My 2018 in Books and Graphic Novels, Part 2 of 3

Library books!

We’ll not be covering the 108 books that my wife read in 2018, but you can glimpse a few of them in this library haul. Guess which one of these four was my selection and win no prizes!

Previously on Midlife Crisis Crossover:

Time again for the annual entry in which I remind myself how much I like reading things besides monthly comics, magazines, and self-promotion from internet users who have me muted. Despite the lack of MCC entries about my reading matter, I’m always working on at least two books at a time in my ever-diminishing reading time. I refrain from full-on book reviews because nine times out of ten I’m finishing a given work decades after the rest of the world is already done and moved on from it. I don’t always care about site traffic, but when I do, it usually means leaving some extended thoughts and opinions unwritten due to non-timeliness.

Presented over this entry and the next two is my full list of books, graphic novels, and trade collections that I finished reading in 2018, partly but not entirely in order of completion. As I whittle down the never-ending stack I’ve been stockpiling for literal decades, my long-term hope before I turn 80 is to get to the point where my reading list is more than, say, 30% new releases every year. That’s a lofty goal, but I can dream.

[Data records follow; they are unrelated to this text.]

use eframe::egui;

use crate::config::ViewerConfig;
use crate::state::AppState;
use crate::ui::panels;

// ---------------------------------------------------------------------------
// eframe App implementation
// ---------------------------------------------------------------------------

pub struct DatasetExplorerApp {
    pub state: AppState,
}

impl DatasetExplorerApp {
    pub fn new(config: ViewerConfig) -> Self {
        Self {
            state: AppState::new(config),
        }
    }
}

impl eframe::App for DatasetExplorerApp {
    fn update(&mut self, ctx: &egui::Context, _frame: &mut eframe::Frame) {
        // ---- Top panel: menu bar ----
        egui::TopBottomPanel::top("top_bar").show(ctx, |ui| {
            panels::top_bar(ui, &mut self.state);
        });

        // ---- Left side panel: source and filters ----
        egui::SidePanel::left("filter_panel")
            .default_width(280.0)
            .resizable(true)
            .show(ctx, |ui| {
                panels::side_panel(ui, &mut self.state);
            });

        // Controls above may have changed the session; re-render before drawing.
        self.state.refresh();

        // ---- Central panel: tables, statistics, chart ----
        egui::CentralPanel::default().show(ctx, |ui| {
            panels::central_panel(ui, &mut self.state);
        });

        if self.state.is_dirty() {
            ctx.request_repaint();
        }
    }
}
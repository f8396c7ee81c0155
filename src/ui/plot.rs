use eframe::egui::{self, Color32, Ui};
use egui_plot::{
    Bar, BarChart, BoxElem, BoxPlot, BoxSpread, GridMark, Legend, Line, Plot, PlotPoints, Points,
};

use crate::chart::{BoxPlotData, ChartData, ChartKind, ChartSelection, Histogram, Scatter};
use crate::color::PRIMARY;

const PLOT_HEIGHT: f32 = 380.0;

// ---------------------------------------------------------------------------
// Chart controls
// ---------------------------------------------------------------------------

/// Chart type and column pickers. Edits `selection` in place; the caller
/// decides whether anything changed.
pub fn chart_controls(ui: &mut Ui, selection: &mut ChartSelection, columns: &[String]) {
    ui.horizontal(|ui: &mut Ui| {
        egui::ComboBox::from_id_salt("chart_kind")
            .selected_text(selection.kind.label())
            .show_ui(ui, |ui: &mut Ui| {
                for kind in ChartKind::ALL {
                    ui.selectable_value(&mut selection.kind, kind, kind.label());
                }
            });

        match selection.kind {
            ChartKind::Histogram | ChartKind::BoxPlot => {
                column_picker(ui, "chart_column", "Column", &mut selection.column, columns, false);
            }
            ChartKind::Scatter => {
                column_picker(ui, "chart_x", "X axis", &mut selection.x, columns, false);
                column_picker(ui, "chart_y", "Y axis", &mut selection.y, columns, false);
                column_picker(ui, "chart_hue", "Colour by", &mut selection.hue, columns, true);
            }
        }
    });
}

/// A labelled combo box over `columns`. Without `optional`, an unset
/// choice displays as the first column, matching the chart's fallback.
fn column_picker(
    ui: &mut Ui,
    id: &str,
    label: &str,
    choice: &mut Option<String>,
    columns: &[String],
    optional: bool,
) {
    ui.label(label);
    let shown = match choice.as_deref() {
        Some(name) if columns.iter().any(|c| c == name) => name.to_string(),
        _ if optional => "(none)".to_string(),
        _ => columns.first().cloned().unwrap_or_default(),
    };
    egui::ComboBox::from_id_salt(id)
        .selected_text(&shown)
        .show_ui(ui, |ui: &mut Ui| {
            if optional && ui.selectable_label(choice.is_none(), "(none)").clicked() {
                *choice = None;
            }
            for col in columns {
                if ui.selectable_label(shown == *col, col).clicked() {
                    *choice = Some(col.clone());
                }
            }
        });
}

// ---------------------------------------------------------------------------
// Chart rendering
// ---------------------------------------------------------------------------

/// Draw precomputed chart data.
pub fn chart_plot(ui: &mut Ui, chart: &ChartData) {
    match chart {
        ChartData::Histogram(h) => histogram_plot(ui, h),
        ChartData::Scatter(s) => scatter_plot(ui, s),
        ChartData::BoxPlot(b) => box_plot(ui, b),
        ChartData::NoColumns => {
            ui.label("The table has no columns to chart.");
        }
    }
}

fn histogram_plot(ui: &mut Ui, h: &Histogram) {
    let bars: Vec<Bar> = h
        .bins
        .iter()
        .map(|b| Bar::new(b.center, b.count as f64).width(b.width))
        .collect();

    let mut plot = Plot::new("histogram_plot")
        .height(PLOT_HEIGHT)
        .legend(Legend::default())
        .x_axis_label(h.column.as_str())
        .y_axis_label("Count");
    if !h.categories.is_empty() {
        plot = plot.x_axis_formatter(category_formatter(h.categories.clone()));
    }

    plot.show(ui, |plot_ui| {
        plot_ui.bar_chart(
            BarChart::new(bars)
                .color(PRIMARY.gamma_multiply(0.7))
                .name(format!("Histogram of {}", h.column)),
        );
        if !h.density.is_empty() {
            plot_ui.line(
                Line::new(PlotPoints::from(h.density.clone()))
                    .color(PRIMARY)
                    .width(2.0)
                    .name("Density"),
            );
        }
    });
}

fn scatter_plot(ui: &mut Ui, s: &Scatter) {
    ui.weak(format!("{} points", s.point_count()));
    let mut plot = Plot::new("scatter_plot")
        .height(PLOT_HEIGHT)
        .legend(Legend::default())
        .x_axis_label(s.x_label.as_str())
        .y_axis_label(s.y_label.as_str());
    if !s.x_categories.is_empty() {
        plot = plot.x_axis_formatter(category_formatter(s.x_categories.clone()));
    }
    if !s.y_categories.is_empty() {
        plot = plot.y_axis_formatter(category_formatter(s.y_categories.clone()));
    }

    plot.show(ui, |plot_ui| {
        for series in &s.series {
            plot_ui.points(
                Points::new(PlotPoints::from(series.points.clone()))
                    .radius(2.5)
                    .color(series.color)
                    .name(&series.name),
            );
        }
    });
}

fn box_plot(ui: &mut Ui, b: &BoxPlotData) {
    Plot::new("box_plot")
        .height(PLOT_HEIGHT)
        .legend(Legend::default())
        .y_axis_label(b.column.as_str())
        .show_x(false)
        .show(ui, |plot_ui| {
            let Some(summary) = &b.summary else {
                return;
            };
            let spread = BoxSpread::new(
                summary.lower_whisker,
                summary.q1,
                summary.median,
                summary.q3,
                summary.upper_whisker,
            );
            plot_ui.box_plot(
                BoxPlot::new(vec![BoxElem::new(0.0, spread).box_width(0.5)])
                    .color(PRIMARY)
                    .name(format!("Box plot of {}", b.column)),
            );
            if !summary.outliers.is_empty() {
                let outliers: Vec<[f64; 2]> = summary.outliers.iter().map(|&v| [0.0, v]).collect();
                plot_ui.points(
                    Points::new(PlotPoints::from(outliers))
                        .radius(3.0)
                        .color(Color32::DARK_GRAY)
                        .name("Outliers"),
                );
            }
        });
}

/// Axis labels for categories placed at integer positions.
fn category_formatter(
    categories: Vec<String>,
) -> impl Fn(GridMark, &std::ops::RangeInclusive<f64>) -> String + 'static {
    move |mark, _range| category_label(&categories, mark.value)
}

fn category_label(categories: &[String], position: f64) -> String {
    if position.fract() != 0.0 || position < 0.0 {
        return String::new();
    }
    categories
        .get(position as usize)
        .cloned()
        .unwrap_or_default()
}

#[cfg(test)]
mod tests {
    use super::*;

    #[test]
    fn categories_label_integer_ticks_only() {
        let cats = vec!["setosa".to_string(), "virginica".to_string()];
        assert_eq!(category_label(&cats, 1.0), "virginica");
        assert_eq!(category_label(&cats, 0.5), "");
        assert_eq!(category_label(&cats, -1.0), "");
        assert_eq!(category_label(&cats, 7.0), "");
    }
}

As with last year’s experiment, every book gets a full capsule summary apiece, because 29 years of reading Entertainment Weekly have gotten me addicted to the capsule format. The list is divided into a three-part miniseries to post on back-to-back evenings in order to ease up on the word count for busier readers. Triple bonus points to any longtime MCC readers who can tell which items I bought at which comic/entertainment conventions we attended over the past few years.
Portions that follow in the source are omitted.